🤖 AI Summary
To address semantic distortion and insufficient robustness in multivariate time series forecasting (MTSF) under dynamic missingness rates, this paper proposes Merlin, a multi-view representation learning framework. Merlin employs offline knowledge distillation to align semantic representations between incomplete and complete observations, introducing the first semantic alignment mechanism explicitly designed for dynamic missingness rates. It is the first to integrate multi-view contrastive learning with knowledge distillation, thereby enhancing generalization to unseen missingness patterns. The framework further incorporates missingness-aware data augmentation and temporal embedding modeling to jointly improve prediction accuracy and robustness. Evaluated on four real-world datasets, Merlin maintains stable performance under high and varying missingness rates, consistently outperforming state-of-the-art MTSF methods across all benchmarks.
📝 Abstract
Multivariate Time Series Forecasting (MTSF) involves predicting future values of multiple interrelated time series.

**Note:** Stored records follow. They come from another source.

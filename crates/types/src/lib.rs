//! Shared level types - playfield geometry, cells, difficulty and layout
//!
//! This module defines the fundamental types used throughout the level store.
//! All types are plain data with no external dependencies, so they can be used
//! by the core, by the host session tool, and by rendering/collision consumers.
//!
//! # Playfield Dimensions
//!
//! | Constant | Value | Description |
//! |----------|-------|-------------|
//! | `NUM_COLS` | 8 | Bubble columns per row |
//! | `NUM_ROWS` | 13 | Nominal playfield height |
//! | `LEVEL_ROWS` | 12 | Rows stored in level data (`NUM_ROWS - 1`) |
//! | `VS_ROWS` | 5 | Rows filled by the random generator |
//! | `LANES` | 15 | Horizontal lanes used by collision code |
//! | `MAX_ROWS` | 15 | Deepest row a compressor can push the field to |
//!
//! Rows are staggered: even rows start at column 0, odd rows at column 1.
//!
//! # Difficulty
//!
//! Difficulty is the number of bubble colors a generated grid may use.
//! It is always clamped to `[EASY, INSANE]`:
//!
//! ```
//! use bubble_levels_types::{Difficulty, EASY, INSANE};
//!
//! assert_eq!(Difficulty::new(2).colors(), EASY);
//! assert_eq!(Difficulty::new(20).colors(), INSANE);
//! assert_eq!(Difficulty::new(6).name(), "medium");
//! ```

/// Bubble columns per row (8)
pub const NUM_COLS: usize = 8;

/// Nominal playfield height (13)
pub const NUM_ROWS: usize = 13;

/// Rows stored in a level grid (one fewer than the playfield)
pub const LEVEL_ROWS: usize = NUM_ROWS - 1;

/// Rows filled when generating a random grid (5)
pub const VS_ROWS: usize = 5;

/// Horizontal collision lanes (15)
pub const LANES: usize = 15;

/// Maximum playfield depth in rows (15)
pub const MAX_ROWS: usize = 15;

/// Four colors
pub const EASY: u8 = 4;

/// Five colors
pub const NORMAL: u8 = 5;

/// Six colors
pub const MODERATE: u8 = 6;

/// Seven colors
pub const HARD: u8 = 7;

/// Eight colors, the whole palette
pub const INSANE: u8 = 8;

/// Display names indexed by color count.
///
/// Counts below `EASY` never reach a generator; they belong to hand-authored packs.
pub const DIFFICULTY_NAMES: [&str; 9] = [
    "frozen bubble",
    "frozen bubble",
    "frozen bubble",
    "frozen bubble",
    "easy",
    "normal",
    "medium",
    "hard",
    "insane",
];

/// A cell of a level grid
///
/// - `EMPTY` (`-1`): no bubble
/// - `0..=7`: bubble color index
pub type Cell = i8;

/// Empty cell sentinel
pub const EMPTY: Cell = -1;

/// Highest color index the level-pack format can express
pub const MAX_COLOR: Cell = 7;

/// Number of bubble colors drawn by the random generator
#[derive(Debug, Clone, Copy, PartialEq, Eq, Hash, PartialOrd, Ord)]
pub struct Difficulty(u8);

impl Difficulty {
    /// Clamp any requested color count to `[EASY, INSANE]`
    pub fn new(colors: i32) -> Self {
        Self(colors.clamp(EASY as i32, INSANE as i32) as u8)
    }

    /// Color count; generated cells are in `0..colors()`
    pub fn colors(&self) -> u8 {
        self.0
    }

    /// Lowercase display name ("easy" .. "insane")
    pub fn name(&self) -> &'static str {
        DIFFICULTY_NAMES[self.0 as usize]
    }

    /// Parse a difficulty name (case-insensitive)
    ///
    /// # Examples
    ///
    /// ```
    /// use bubble_levels_types::Difficulty;
    ///
    /// assert_eq!(Difficulty::from_name("Hard"), Some(Difficulty::new(7)));
    /// assert_eq!(Difficulty::from_name("frozen bubble"), None);
    /// ```
    pub fn from_name(s: &str) -> Option<Self> {
        let s = s.to_lowercase();
        DIFFICULTY_NAMES
            .iter()
            .enumerate()
            .skip(EASY as usize)
            .find(|(_, name)| **name == s)
            .map(|(colors, _)| Self(colors as u8))
    }
}

impl Default for Difficulty {
    fn default() -> Self {
        Self(NORMAL)
    }
}

/// Row layout selected by the game mode
///
/// - **Classic**: rows keep a fixed stagger, the row offset never moves
/// - **Arcade**: rows scroll in from the top, so the offset flips with every generated row
#[derive(Debug, Clone, Copy, PartialEq, Eq, Hash, Default)]
pub enum Layout {
    #[default]
    Classic,
    Arcade,
}

impl Layout {
    /// Whether generated rows toggle the row offset
    pub fn is_staggered(&self) -> bool {
        matches!(self, Layout::Arcade)
    }

    /// Parse layout from string (case-insensitive)
    pub fn from_str(s: &str) -> Option<Self> {
        match s.to_lowercase().as_str() {
            "classic" => Some(Layout::Classic),
            "arcade" => Some(Layout::Arcade),
            _ => None,
        }
    }

    /// Convert to lowercase string
    pub fn as_str(&self) -> &'static str {
        match self {
            Layout::Classic => "classic",
            Layout::Arcade => "arcade",
        }
    }
}

/// First column written in a staggered row: 0 for even rows, 1 for odd rows
#[inline]
pub fn row_start_column(row: usize) -> usize {
    row % 2
}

Recently, deep learning-based MTSF models have gained significant attention for their promising ability to mine semantics (global and local information) within MTS data. However, these models are pervasively susceptible to missing values caused by malfunctioning data collectors. These missing values not only disrupt the semantics of MTS, but their distribution also changes over time. Nevertheless, existing models lack robustness to such issues, leading to suboptimal forecasting performance. To this end, in this paper, we propose Multi-View Representation Learning (Merlin), which can help existing models achieve semantic alignment between incomplete observations with different missing rates and complete observations in MTS. Specifically, Merlin consists of two key modules: offline knowledge distillation and multi-view contrastive learning. The former utilizes a teacher model to guide a student model in mining semantics from incomplete observations, similar to those obtainable from complete observations. The latter improves the student model's robustness by learning from positive/negative data pairs constructed from incomplete observations with different missing rates, ensuring semantic alignment across different missing rates. Therefore, Merlin is capable of effectively enhancing the robustness of existing models against unfixed missing rates while preserving forecasting accuracy. Experiments on four real-world datasets demonstrate the superiority of Merlin.